***** Provided data
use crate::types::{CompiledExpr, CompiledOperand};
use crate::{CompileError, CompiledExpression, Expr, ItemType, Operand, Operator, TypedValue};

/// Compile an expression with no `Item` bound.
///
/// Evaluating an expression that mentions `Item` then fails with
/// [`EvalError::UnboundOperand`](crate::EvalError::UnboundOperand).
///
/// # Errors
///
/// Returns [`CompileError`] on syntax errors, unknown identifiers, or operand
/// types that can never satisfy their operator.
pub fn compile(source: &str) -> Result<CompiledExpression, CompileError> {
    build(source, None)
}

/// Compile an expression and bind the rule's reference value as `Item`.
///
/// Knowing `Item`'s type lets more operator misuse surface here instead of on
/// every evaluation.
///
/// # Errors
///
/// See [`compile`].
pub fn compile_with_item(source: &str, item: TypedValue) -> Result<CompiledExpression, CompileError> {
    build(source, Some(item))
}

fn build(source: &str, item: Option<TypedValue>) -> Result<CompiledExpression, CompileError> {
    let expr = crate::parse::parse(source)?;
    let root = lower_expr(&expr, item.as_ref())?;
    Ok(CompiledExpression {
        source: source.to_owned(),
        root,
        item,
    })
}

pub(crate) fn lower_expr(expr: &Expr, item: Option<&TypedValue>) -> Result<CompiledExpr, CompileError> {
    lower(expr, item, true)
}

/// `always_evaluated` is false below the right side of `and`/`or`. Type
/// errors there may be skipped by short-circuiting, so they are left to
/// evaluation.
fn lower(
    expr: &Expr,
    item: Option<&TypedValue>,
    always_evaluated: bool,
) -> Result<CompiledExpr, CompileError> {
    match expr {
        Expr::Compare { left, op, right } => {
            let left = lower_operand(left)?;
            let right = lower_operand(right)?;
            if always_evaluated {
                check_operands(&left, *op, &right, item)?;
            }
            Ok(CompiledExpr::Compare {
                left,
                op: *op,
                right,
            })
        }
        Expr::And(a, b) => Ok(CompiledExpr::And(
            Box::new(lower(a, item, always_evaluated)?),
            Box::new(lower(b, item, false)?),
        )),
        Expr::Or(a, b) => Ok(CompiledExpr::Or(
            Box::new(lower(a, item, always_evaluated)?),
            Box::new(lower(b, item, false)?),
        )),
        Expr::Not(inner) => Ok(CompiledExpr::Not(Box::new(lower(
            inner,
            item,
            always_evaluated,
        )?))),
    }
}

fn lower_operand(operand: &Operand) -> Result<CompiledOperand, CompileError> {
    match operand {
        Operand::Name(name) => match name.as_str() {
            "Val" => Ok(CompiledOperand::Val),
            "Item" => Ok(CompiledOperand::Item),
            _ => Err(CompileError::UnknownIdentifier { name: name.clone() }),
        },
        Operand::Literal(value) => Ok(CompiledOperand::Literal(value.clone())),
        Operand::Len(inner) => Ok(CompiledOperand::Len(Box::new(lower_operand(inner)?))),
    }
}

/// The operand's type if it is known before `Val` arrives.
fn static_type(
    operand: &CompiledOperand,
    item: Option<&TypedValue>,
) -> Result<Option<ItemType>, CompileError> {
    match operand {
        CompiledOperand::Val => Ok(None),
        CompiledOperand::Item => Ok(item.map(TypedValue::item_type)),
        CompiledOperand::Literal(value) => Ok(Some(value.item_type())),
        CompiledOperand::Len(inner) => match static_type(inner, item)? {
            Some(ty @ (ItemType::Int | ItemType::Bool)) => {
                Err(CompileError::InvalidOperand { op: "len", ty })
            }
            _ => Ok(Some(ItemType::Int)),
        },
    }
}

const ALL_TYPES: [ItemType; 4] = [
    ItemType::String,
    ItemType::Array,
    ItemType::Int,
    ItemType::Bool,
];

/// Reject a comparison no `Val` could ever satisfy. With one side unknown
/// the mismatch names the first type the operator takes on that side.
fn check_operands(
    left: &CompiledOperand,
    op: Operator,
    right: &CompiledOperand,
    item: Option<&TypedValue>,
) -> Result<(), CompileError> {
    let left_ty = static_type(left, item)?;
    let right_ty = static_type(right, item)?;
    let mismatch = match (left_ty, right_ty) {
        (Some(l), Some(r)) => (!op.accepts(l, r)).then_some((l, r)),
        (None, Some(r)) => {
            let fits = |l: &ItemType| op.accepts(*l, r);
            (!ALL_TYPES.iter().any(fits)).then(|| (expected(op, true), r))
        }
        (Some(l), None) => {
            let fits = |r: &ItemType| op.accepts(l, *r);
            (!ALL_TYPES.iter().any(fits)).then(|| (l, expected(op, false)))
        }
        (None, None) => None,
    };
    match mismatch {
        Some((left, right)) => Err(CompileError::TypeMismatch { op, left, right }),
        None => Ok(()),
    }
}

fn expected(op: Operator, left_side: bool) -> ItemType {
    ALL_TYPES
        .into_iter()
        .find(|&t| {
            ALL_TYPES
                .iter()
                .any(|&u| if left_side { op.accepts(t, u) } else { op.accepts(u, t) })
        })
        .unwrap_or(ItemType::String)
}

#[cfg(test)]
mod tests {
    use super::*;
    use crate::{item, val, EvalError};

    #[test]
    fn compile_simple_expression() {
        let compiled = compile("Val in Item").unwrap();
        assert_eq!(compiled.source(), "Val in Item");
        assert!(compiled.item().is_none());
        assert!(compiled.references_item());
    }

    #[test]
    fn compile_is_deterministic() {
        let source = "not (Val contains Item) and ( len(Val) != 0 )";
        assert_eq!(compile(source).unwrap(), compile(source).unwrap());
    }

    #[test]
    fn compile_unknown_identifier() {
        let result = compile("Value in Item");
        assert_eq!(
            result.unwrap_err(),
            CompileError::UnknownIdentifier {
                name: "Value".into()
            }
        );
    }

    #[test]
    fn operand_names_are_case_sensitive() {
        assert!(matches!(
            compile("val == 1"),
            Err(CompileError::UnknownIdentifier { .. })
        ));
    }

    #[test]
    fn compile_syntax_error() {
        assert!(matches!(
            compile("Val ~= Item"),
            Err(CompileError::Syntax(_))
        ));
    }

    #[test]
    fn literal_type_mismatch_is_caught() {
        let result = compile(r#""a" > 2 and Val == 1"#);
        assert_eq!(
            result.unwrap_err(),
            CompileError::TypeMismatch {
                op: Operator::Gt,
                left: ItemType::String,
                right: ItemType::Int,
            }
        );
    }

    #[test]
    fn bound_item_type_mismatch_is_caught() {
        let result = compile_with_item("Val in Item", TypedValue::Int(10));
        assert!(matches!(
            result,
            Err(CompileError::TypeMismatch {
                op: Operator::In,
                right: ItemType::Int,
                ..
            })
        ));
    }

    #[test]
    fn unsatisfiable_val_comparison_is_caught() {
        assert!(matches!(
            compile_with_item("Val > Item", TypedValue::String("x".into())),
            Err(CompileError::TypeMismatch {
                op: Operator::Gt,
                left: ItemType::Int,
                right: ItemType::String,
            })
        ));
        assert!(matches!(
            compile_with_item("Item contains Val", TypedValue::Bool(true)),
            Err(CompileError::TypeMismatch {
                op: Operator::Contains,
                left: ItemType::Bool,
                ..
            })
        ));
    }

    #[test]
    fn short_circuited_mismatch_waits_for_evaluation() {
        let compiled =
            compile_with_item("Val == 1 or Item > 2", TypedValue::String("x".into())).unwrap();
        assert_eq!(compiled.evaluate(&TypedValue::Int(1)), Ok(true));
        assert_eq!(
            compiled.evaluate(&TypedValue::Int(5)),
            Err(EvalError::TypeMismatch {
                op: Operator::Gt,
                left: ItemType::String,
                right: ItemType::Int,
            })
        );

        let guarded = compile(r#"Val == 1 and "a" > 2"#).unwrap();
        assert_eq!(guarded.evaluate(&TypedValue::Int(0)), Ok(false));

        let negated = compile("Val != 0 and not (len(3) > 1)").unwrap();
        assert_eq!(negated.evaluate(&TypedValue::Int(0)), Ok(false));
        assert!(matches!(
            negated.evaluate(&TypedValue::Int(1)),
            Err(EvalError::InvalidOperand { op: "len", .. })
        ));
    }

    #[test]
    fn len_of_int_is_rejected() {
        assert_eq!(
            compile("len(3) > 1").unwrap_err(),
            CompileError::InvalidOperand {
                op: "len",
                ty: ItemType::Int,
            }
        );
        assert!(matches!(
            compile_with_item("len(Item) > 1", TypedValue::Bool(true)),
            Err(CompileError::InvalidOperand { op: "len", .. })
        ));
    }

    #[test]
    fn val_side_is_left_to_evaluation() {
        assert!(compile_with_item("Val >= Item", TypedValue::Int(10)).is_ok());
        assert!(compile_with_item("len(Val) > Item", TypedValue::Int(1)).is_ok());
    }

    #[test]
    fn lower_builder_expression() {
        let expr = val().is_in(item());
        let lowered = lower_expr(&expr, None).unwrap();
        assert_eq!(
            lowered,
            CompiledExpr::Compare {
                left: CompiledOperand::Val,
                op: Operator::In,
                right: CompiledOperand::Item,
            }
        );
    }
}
**********
• Task instructions:
Your answer must be every line from the entries that contains the string "UnknownIdentifier", copied as it stands.

• Exercise solution:
            _ => Err(CompileError::UnknownIdentifier { name: name.clone() }),
            CompileError::UnknownIdentifier {
            Err(CompileError::UnknownIdentifier { .. })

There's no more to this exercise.